At first the etiologists thought the abscesses were a new form of basal cell cancer, and bone marrow tests were not made. When an etiologist named Eustace Siddon insisted that the tests be made, abnormal cells were in the patients’ spicules. They were unlike any cells ever encountered before, and subsequently were discovered in the patients’ bloodstreams. The disease became known as Siddon’s disease, and new cases were diagnosed all over the world. Its cause remained a mystery, but a concerted effort on the part of pharmaceutical companies in the United States, Great Britain, France, and the Soviet Union led to the development of a serum that, when administered soon enough, killed the cells and aborted the marrow’s ability to create more. A worldwide inoculation program was launched, but the serum wasn’t wholly successful because those who had been first afflicted with the disease were too far gone to be helped. Both the U.S. and the Soviet Union had discovered how to isolate pockets of time, and stasis ships were built in which to house the premature victims till a more effective serum could be developed. Such ships were leased to other nations so that the lives of their premature victims might be sustained by stasis also. I do not know how many stasis ships there are in space now. Ours may be the last one. Our ward is already half empty.
* * *
Sometimes as I look through my black window at the polliwogs of stars, I make mental jumps to Earth Past. I was a successful businessman before the disease struck me. My company bought apartment complexes that the federal government, in its desperate attempt to lower the federal budget, had ceased subsidizing. We refurbished them and gave the renters the option of buying the apartments they were living in. In most cases they could not, since the prices we asked were commensurate with the cost of renovation—with, of course, a margin of profit added—and in such cases the apartments were bought by outsiders. A bald statement such as this implies inhumanity, but the implication is unjust because in most instances the renters would not have been able to pay the unsubsidized rent and would have had to leave whether I had come along or not. I merely took advantage of a situation for which I could not in any way be held responsible. If inhumanity was involved, it lies on the federal government’s doorstep, not mine.
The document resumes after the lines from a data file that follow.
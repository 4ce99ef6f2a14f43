//! Attribute-change model for hierarchical experiment configuration
//! documents. One `AttrChange` is one attribute write at an element path;
//! an `AttrChangeSet` is every edit needed for one experiment variant.

use std::collections::BTreeSet;

use serde::{Deserialize, Serialize};

use crate::error::{Error, Result};

/// One atomic edit: set `attr` to `value` on the element selected by `path`.
/// Immutable once created.
#[derive(Debug, Clone, PartialEq, Eq, PartialOrd, Ord, Serialize, Deserialize)]
pub struct AttrChange {
    /// Element selector, e.g. `.//oracle_manager/entities_oracle`
    pub path: String,

    /// Attribute name on the selected element
    pub attr: String,

    /// New attribute value, already stringified
    pub value: String,
}

impl AttrChange {
    pub fn new(path: impl Into<String>, attr: impl Into<String>, value: impl Into<String>) -> Self {
        Self {
            path: path.into(),
            attr: attr.into(),
            value: value.into(),
        }
    }
}

/// All attribute edits for a single experiment. Uniqueness is by full
/// (path, attr, value) triple; iteration order is stable so expansion
/// output never depends on hash ordering.
#[derive(Debug, Clone, Default, PartialEq, Eq, Serialize, Deserialize)]
pub struct AttrChangeSet {
    changes: BTreeSet<AttrChange>,
}

impl AttrChangeSet {
    pub fn new() -> Self {
        Self::default()
    }

    pub fn add(&mut self, change: AttrChange) {
        self.changes.insert(change);
    }

    pub fn len(&self) -> usize {
        self.changes.len()
    }

    pub fn is_empty(&self) -> bool {
        self.changes.is_empty()
    }

    pub fn contains(&self, change: &AttrChange) -> bool {
        self.changes.contains(change)
    }

    pub fn iter(&self) -> impl Iterator<Item = &AttrChange> {
        self.changes.iter()
    }

    /// Union `other` into this set, used to overlay an independent axis
    /// (e.g. population size) onto a base set of changes.
    ///
    /// Two sources editing the same (path, attr) with different values is a
    /// conflict and is reported, not resolved by last-write-wins: silently
    /// picking one value would corrupt the experiment's configuration.
    /// Identical triples dedupe silently.
    pub fn combine(&mut self, other: &AttrChangeSet) -> Result<()> {
        for incoming in &other.changes {
            if let Some(existing) = self
                .changes
                .iter()
                .find(|c| c.path == incoming.path && c.attr == incoming.attr)
            {
                if existing.value != incoming.value {
                    return Err(Error::AttrConflict {
                        path: incoming.path.clone(),
                        attr: incoming.attr.clone(),
                        left: existing.value.clone(),
                        right: incoming.value.clone(),
                    });
                }
                continue;
            }
            self.changes.insert(incoming.clone());
        }
        Ok(())
    }
}

impl FromIterator<AttrChange> for AttrChangeSet {
    fn from_iter<I: IntoIterator<Item = AttrChange>>(iter: I) -> Self {
        Self {
            changes: iter.into_iter().collect(),
        }
    }
}

impl<'a> IntoIterator for &'a AttrChangeSet {
    type Item = &'a AttrChange;
    type IntoIter = std::collections::btree_set::Iter<'a, AttrChange>;

    fn into_iter(self) -> Self::IntoIter {
        self.changes.iter()
    }
}

#[cfg(test)]
mod tests {
    use super::*;

    #[test]
    fn combine_unions_disjoint_sets() {
        let mut base: AttrChangeSet = [
            AttrChange::new(".//oracle_manager/entities_oracle", "caches", "true"),
            AttrChange::new(".//oracle_manager/entities_oracle", "blocks", "false"),
        ]
        .into_iter()
        .collect();

        let size: AttrChangeSet =
            [AttrChange::new(".//arena/distribute/entity", "quantity", "64")]
                .into_iter()
                .collect();

        base.combine(&size).unwrap();
        assert_eq!(base.len(), 3);
        assert!(base.contains(&AttrChange::new(
            ".//arena/distribute/entity",
            "quantity",
            "64"
        )));
    }

    #[test]
    fn combine_dedupes_identical_edit() {
        let mut a: AttrChangeSet = [AttrChange::new("X", "Y", "1")].into_iter().collect();
        let b = a.clone();
        a.combine(&b).unwrap();
        assert_eq!(a.len(), 1);
    }

    #[test]
    fn combine_reports_conflicting_edit() {
        let mut a: AttrChangeSet = [AttrChange::new("X", "Y", "1")].into_iter().collect();
        let b: AttrChangeSet = [AttrChange::new("X", "Y", "2")].into_iter().collect();

        match a.combine(&b) {
            Err(Error::AttrConflict {
                path,
                attr,
                left,
                right,
            }) => {
                assert_eq!(path, "X");
                assert_eq!(attr, "Y");
                assert_eq!(left, "1");
                assert_eq!(right, "2");
            }
            other => panic!("expected AttrConflict, got {:?}", other),
        }
    }
}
However, I would be the last to say that noble principles have ever guided my conduct. The word that describes me, and others like me, best is opportunistic. Opportunism is the essence of a free enterprise system. If you do not have it, you will wind up working for someone who does, and walk the alleys and not the avenues of modern civilization. I have enough liquid assets to buy the stasis ship I am dying on, to buy all the others. But I cannot buy what I need the most: a cure for the disease that is killing me.